WHEREAS, Milienu was employed by the Bank as Senior Vice President and Chief Branch Banking Officer;

WHEREAS, the parties previously executed an Employment Agreement, effective July 1, 2021 (the “Employment Agreement”);

WHEREAS, Milienu retired effective November 12, 2021;

WHEREAS, Milienu reaffirms and acknowledges that the obligations and covenants in Section 6 of the Employment Agreement survive and continue beyond the termination of her employment and are not in any way affected by this Agreement;

WHEREAS, First Financial desires to offer Milienu severance pay in exchange for Milienu executing this Agreement, including the release of any and all claims, complaints or issues that have been raised or could have been raised by Milienu against First Financial arising out of, or in any way related to, her employment with the Bank; and

NOW, THEREFORE, the parties incorporate the above recitals, and in consideration of these mutual promises, covenants and agreements made herein, the acts to be done hereunder by each party, and for other good and valuable consideration, the receipt and sufficiency of which is hereby acknowledged, the parties agree as follows:

1.Consideration.

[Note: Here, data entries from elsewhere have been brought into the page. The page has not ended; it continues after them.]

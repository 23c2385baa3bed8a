//! HTTP client construction for repository uploads.

use reqwest::{Certificate, Client, NoProxy, Proxy};

use artipub_core::descriptor::TransportOptions;
use artipub_util::errors::ArtipubError;

const USER_AGENT: &str = concat!("artipub/", env!("CARGO_PKG_VERSION"));

/// Environment variables consulted when `enable_proxy` is set.
pub const HARNESS_HTTP_PROXY: &str = "HARNESS_HTTP_PROXY";
pub const HARNESS_HTTPS_PROXY: &str = "HARNESS_HTTPS_PROXY";
pub const HARNESS_NO_PROXY: &str = "HARNESS_NO_PROXY";

/// Proxy endpoints taken from the CI host.
#[derive(Debug, Clone, Default, PartialEq, Eq)]
pub struct ProxySettings {
    pub http: Option<String>,
    pub https: Option<String>,
    pub no_proxy: Option<String>,
}

impl ProxySettings {
    /// Read the `HARNESS_*` proxy variables through `lookup`.
    pub fn from_lookup(lookup: impl Fn(&str) -> Option<String>) -> Self {
        let read = |key: &str| lookup(key).filter(|v| !v.trim().is_empty());
        Self {
            http: read(HARNESS_HTTP_PROXY),
            https: read(HARNESS_HTTPS_PROXY),
            no_proxy: read(HARNESS_NO_PROXY),
        }
    }

    pub fn from_env() -> Self {
        Self::from_lookup(|key| std::env::var(key).ok())
    }
}

/// Build the reqwest client used for probes and uploads.
///
/// No request timeout is set; the transport's defaults apply.
pub fn build_client(options: &TransportOptions) -> miette::Result<Client> {
    let mut builder = Client::builder().user_agent(USER_AGENT);

    if options.insecure {
        tracing::warn!("TLS certificate verification is disabled");
        builder = builder.danger_accept_invalid_certs(true);
    } else {
        for cert in ca_certificates(options)? {
            builder = builder.add_root_certificate(cert);
        }
    }

    if options.enable_proxy {
        let settings = ProxySettings::from_env();
        let no_proxy = settings.no_proxy.as_deref().and_then(NoProxy::from_string);
        if let Some(http) = &settings.http {
            tracing::debug!("Using HTTP proxy {http}");
            let proxy = Proxy::http(http).map_err(proxy_error)?;
            builder = builder.proxy(proxy.no_proxy(no_proxy.clone()));
        }
        if let Some(https) = &settings.https {
            tracing::debug!("Using HTTPS proxy {https}");
            let proxy = Proxy::https(https).map_err(proxy_error)?;
            builder = builder.proxy(proxy.no_proxy(no_proxy));
        }
    }

    builder.build().map_err(|e| {
        ArtipubError::Transport {
            message: format!("Failed to create HTTP client: {e}"),
        }
        .into()
    })
}

/// Extra CA certificates to trust: inline PEM data first, then the PEM file.
///
/// Returns an empty list when neither is configured.
pub fn ca_certificates(options: &TransportOptions) -> Result<Vec<Certificate>, ArtipubError> {
    let (pem, origin) = match (&options.pem_contents, &options.pem_path) {
        (Some(contents), _) => (contents.clone().into_bytes(), "pem_file_contents".to_string()),
        (None, Some(path)) => {
            let bytes = std::fs::read(path).map_err(|e| ArtipubError::Configuration {
                message: format!("Failed to read PEM file {}: {e}", path.display()),
            })?;
            (bytes, path.display().to_string())
        }
        (None, None) => return Ok(Vec::new()),
    };

    let certs = Certificate::from_pem_bundle(&pem).map_err(|e| ArtipubError::Configuration {
        message: format!("Invalid PEM certificate in {origin}: {e}"),
    })?;
    if certs.is_empty() {
        return Err(ArtipubError::Configuration {
            message: format!("No PEM certificate found in {origin}"),
        });
    }
    tracing::debug!("Trusting {} extra CA certificate(s) from {origin}", certs.len());
    Ok(certs)
}

fn proxy_error(e: reqwest::Error) -> ArtipubError {
    ArtipubError::Configuration {
        message: format!("Invalid proxy setting: {e}"),
    }
}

In exchange for the promises of Milienu contained in this Agreement, and provided Milienu signs this Agreement and does not exercise her right to revoke the Agreement as set forth in Section 3, Milienu will receive severance pay from First Financial in the gross amount of Two Hundred Thousand Dollars ($200,000.00), less all applicable tax withholdings required by federal and state law (the “Severance Payment”). First Financial shall make the Severance Payment in a lump sum payment via direct deposit on the first normal payroll in January 2022. An Internal Revenue Service Form W-2 shall be issued to Milienu for the Severance Payment. Milienu acknowledges and agrees that all other wages and other compensation due to her, including any applicable accrued but unused paid time off, has been paid as of the Effective Date of this Agreement. Milienu shall not have any right to pledge, assign, or in any way create a lien upon the Severance Payment. The Severance Payment is not assignable in anticipation of payment, either by voluntary or involuntary acts, or by operation of law. Milienu understands that she will not receive the Severance Payment until and unless she signs this Agreement and has not revoked the Agreement in accordance the revocation rights set forth in Section 3. Except for the legally required withholdings and payroll deductions from the Severance Payment, Milienu agrees that she is responsible for paying all taxes that may be owed by her on any amounts paid under this Agreement, and Milienu agrees to indemnify First Financial from any and all liability, including, but not limited to,



taxes, penalties, interest and attorneys’ fees, if it is determined by a state or federal agency or court that tax liability arises from the Severance Payment paid to Milienu, or on her behalf, under this Agreement.
2. Release of Liability. Subject to the carve-out provision below, Milienu, for herself and on behalf of her spouse, heirs, personal representatives, executors, administrators, agents, and assigns, and for any partnerships, corporations, sole proprietorships or other entities owned or controlled by Milienu, hereby forever and fully releases, acquits, and discharges FFC, the Bank, and any other Affiliate (defined below), and each of its and their past, present and future, subsidiaries, parents, affiliates, divisions, officers, directors, members, managers, agents, representatives, employees, attorneys, insurers, successors and assigns (collectively referred to as the “Released Parties”) of and from any and all claims, actions, suits, debts, expenses, accounts, covenants, contracts, agreements, promises, obligations, warranties, trespasses, torts, injuries, losses, damages, attorneys’ fees, court costs, demands or other liability or relief of any nature whatsoever arising prior to the execution of this Agreement, whether known or unknown, foreseen or unforeseen, fixed or contingent, brought at law, in equity, or before any administrative agency or department, which have or could be asserted against any of the Released Parties arising out of or related to Milienu’s employment with the Bank, the Employment Agreement, the Amended and Restated 2011 Omnibus Equity Incentive Plan (“Plan”) and any awards thereunder, her termination of employment, and/or any other occurrence up to and including the Effective Date of this Agreement. No rights or claims arising after the Effective Date of this Agreement are waived. For purposes of this Agreement, “Affiliates” or “Affiliate” shall mean an entity which controls, is controlled by, or is under common control with the Bank and/or FFC. Notwithstanding anything to the contrary herein, this release does not affect any right Milienu has to receive payments of the vested portion of the cash value of her long term incentive plan accounts under the FFC 2001 and 2005 long term incentive plans currently in payout status, pursuant to the terms of those plans.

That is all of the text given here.